» INPUT FOR THIS TASK:
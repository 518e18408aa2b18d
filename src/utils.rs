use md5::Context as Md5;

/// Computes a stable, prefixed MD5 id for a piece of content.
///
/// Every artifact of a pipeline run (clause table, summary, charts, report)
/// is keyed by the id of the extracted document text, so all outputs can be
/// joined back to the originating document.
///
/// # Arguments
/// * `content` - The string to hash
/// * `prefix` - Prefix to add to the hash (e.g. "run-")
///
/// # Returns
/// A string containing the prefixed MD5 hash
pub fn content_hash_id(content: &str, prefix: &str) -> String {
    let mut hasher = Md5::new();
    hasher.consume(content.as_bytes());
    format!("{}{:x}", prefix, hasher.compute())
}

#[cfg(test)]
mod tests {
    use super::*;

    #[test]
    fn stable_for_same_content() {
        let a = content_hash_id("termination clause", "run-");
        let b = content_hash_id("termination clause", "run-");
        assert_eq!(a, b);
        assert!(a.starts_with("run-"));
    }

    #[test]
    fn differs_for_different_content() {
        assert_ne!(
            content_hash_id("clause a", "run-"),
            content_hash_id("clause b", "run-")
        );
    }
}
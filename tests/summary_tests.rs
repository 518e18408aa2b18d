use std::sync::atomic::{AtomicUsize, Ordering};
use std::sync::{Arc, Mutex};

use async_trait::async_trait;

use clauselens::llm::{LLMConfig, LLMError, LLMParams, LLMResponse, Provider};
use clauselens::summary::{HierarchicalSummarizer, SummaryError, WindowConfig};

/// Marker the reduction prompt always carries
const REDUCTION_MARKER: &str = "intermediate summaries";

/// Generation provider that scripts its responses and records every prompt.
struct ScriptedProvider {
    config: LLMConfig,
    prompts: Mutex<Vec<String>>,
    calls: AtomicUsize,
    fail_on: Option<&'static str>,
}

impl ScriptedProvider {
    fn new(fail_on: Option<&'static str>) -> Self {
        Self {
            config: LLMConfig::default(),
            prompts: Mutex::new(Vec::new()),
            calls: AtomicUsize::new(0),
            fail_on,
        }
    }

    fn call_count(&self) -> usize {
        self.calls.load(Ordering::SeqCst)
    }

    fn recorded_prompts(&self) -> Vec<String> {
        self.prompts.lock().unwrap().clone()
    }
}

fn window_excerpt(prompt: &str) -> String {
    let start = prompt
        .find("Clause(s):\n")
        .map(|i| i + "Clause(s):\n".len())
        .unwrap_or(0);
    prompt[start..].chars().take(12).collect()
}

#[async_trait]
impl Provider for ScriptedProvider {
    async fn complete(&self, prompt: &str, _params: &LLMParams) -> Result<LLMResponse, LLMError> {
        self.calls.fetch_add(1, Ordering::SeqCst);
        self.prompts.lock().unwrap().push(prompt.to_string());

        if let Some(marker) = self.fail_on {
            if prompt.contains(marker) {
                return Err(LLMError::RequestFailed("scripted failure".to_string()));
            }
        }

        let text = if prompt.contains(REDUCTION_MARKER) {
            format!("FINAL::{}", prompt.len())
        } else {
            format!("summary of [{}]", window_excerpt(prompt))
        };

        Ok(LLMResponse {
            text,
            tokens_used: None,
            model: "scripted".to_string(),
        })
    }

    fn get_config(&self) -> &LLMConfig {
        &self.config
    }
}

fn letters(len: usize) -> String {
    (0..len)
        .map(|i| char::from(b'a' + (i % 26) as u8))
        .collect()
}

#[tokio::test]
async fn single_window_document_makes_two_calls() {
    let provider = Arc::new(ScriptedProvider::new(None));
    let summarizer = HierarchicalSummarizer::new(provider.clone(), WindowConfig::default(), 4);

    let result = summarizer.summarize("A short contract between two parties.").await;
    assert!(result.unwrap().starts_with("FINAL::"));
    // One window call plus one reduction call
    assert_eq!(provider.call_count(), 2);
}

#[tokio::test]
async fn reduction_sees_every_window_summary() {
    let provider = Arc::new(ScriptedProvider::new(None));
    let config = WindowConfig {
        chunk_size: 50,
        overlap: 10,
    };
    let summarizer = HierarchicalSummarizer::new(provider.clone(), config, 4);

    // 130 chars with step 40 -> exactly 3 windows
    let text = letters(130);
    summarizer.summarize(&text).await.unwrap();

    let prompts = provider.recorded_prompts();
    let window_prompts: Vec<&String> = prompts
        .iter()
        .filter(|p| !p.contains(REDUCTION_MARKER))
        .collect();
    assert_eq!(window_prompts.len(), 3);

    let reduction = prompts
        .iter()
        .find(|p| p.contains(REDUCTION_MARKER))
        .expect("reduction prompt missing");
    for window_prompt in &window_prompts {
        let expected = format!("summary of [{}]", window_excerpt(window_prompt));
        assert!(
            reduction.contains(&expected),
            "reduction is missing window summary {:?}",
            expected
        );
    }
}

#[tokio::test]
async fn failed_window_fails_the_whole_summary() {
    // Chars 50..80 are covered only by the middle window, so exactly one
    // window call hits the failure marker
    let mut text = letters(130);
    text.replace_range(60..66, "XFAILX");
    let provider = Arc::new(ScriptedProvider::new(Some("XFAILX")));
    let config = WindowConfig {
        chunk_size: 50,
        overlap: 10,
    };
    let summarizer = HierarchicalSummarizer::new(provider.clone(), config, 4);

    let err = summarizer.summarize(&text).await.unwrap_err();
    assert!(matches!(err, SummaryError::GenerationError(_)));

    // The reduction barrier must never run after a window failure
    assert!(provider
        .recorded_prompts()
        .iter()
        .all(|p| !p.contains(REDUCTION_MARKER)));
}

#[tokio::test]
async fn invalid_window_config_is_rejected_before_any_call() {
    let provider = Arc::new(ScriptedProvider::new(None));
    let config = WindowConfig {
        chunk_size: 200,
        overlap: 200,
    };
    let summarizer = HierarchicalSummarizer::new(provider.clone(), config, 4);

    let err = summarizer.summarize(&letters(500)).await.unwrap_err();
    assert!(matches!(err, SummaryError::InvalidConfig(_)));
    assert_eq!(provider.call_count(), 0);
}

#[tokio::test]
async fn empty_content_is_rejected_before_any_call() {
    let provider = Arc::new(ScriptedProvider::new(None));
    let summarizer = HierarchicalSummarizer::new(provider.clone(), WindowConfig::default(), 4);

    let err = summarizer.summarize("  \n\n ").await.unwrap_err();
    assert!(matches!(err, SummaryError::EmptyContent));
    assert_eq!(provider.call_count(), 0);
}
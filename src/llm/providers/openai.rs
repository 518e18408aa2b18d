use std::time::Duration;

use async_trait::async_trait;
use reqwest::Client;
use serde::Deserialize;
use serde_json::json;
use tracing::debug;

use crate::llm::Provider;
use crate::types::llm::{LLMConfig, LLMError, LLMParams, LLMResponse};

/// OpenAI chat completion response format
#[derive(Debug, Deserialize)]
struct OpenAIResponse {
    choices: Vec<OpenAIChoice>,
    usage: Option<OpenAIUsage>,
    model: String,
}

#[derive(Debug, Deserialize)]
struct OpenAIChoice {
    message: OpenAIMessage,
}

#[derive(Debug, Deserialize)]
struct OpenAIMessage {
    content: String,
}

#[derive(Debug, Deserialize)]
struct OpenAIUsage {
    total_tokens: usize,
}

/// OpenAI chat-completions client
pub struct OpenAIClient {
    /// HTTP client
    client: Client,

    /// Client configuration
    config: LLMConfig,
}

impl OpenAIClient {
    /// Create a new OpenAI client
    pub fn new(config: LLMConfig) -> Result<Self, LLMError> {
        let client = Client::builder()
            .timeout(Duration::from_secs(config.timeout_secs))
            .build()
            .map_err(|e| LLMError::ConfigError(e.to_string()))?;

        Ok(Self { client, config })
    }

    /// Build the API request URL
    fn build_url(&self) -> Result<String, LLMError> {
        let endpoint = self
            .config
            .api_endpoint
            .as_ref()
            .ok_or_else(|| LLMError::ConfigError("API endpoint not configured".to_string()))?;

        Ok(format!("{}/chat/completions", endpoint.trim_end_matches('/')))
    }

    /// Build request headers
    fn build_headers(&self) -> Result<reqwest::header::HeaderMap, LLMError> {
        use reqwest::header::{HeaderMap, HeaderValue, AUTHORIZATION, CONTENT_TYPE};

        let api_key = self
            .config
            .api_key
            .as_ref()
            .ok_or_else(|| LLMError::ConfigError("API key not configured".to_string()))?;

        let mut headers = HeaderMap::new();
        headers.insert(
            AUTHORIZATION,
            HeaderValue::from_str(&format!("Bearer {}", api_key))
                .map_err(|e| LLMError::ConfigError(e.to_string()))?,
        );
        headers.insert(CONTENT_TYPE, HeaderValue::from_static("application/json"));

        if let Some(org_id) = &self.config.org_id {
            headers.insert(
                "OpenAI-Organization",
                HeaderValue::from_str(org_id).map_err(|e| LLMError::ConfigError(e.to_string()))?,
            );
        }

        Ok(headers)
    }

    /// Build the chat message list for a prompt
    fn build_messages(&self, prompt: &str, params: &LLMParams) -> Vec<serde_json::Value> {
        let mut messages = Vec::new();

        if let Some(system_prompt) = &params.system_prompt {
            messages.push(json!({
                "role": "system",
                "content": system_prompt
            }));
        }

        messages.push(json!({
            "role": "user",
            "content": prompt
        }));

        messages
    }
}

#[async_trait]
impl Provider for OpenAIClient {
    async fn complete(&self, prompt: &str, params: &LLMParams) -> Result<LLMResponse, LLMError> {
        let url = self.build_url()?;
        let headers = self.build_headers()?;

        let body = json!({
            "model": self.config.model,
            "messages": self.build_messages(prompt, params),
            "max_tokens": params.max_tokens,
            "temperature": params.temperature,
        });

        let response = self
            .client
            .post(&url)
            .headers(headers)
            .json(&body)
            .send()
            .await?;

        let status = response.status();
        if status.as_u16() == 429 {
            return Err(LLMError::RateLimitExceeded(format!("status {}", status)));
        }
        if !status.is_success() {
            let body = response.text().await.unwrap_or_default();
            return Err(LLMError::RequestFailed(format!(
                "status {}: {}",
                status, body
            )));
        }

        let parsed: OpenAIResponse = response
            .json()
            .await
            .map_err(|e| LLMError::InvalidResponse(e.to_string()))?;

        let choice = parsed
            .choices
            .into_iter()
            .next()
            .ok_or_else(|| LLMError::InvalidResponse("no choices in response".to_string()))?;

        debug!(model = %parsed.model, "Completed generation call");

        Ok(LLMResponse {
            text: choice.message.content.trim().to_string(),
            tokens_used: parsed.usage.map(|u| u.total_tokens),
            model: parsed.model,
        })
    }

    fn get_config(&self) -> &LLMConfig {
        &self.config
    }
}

» EXERCISE:
Where in the entries above does the word "completions" appear? Copy each line that has it.

» SOLUTION TO THIS TASK:
/// OpenAI chat-completions client
        Ok(format!("{}/chat/completions", endpoint.trim_end_matches('/')))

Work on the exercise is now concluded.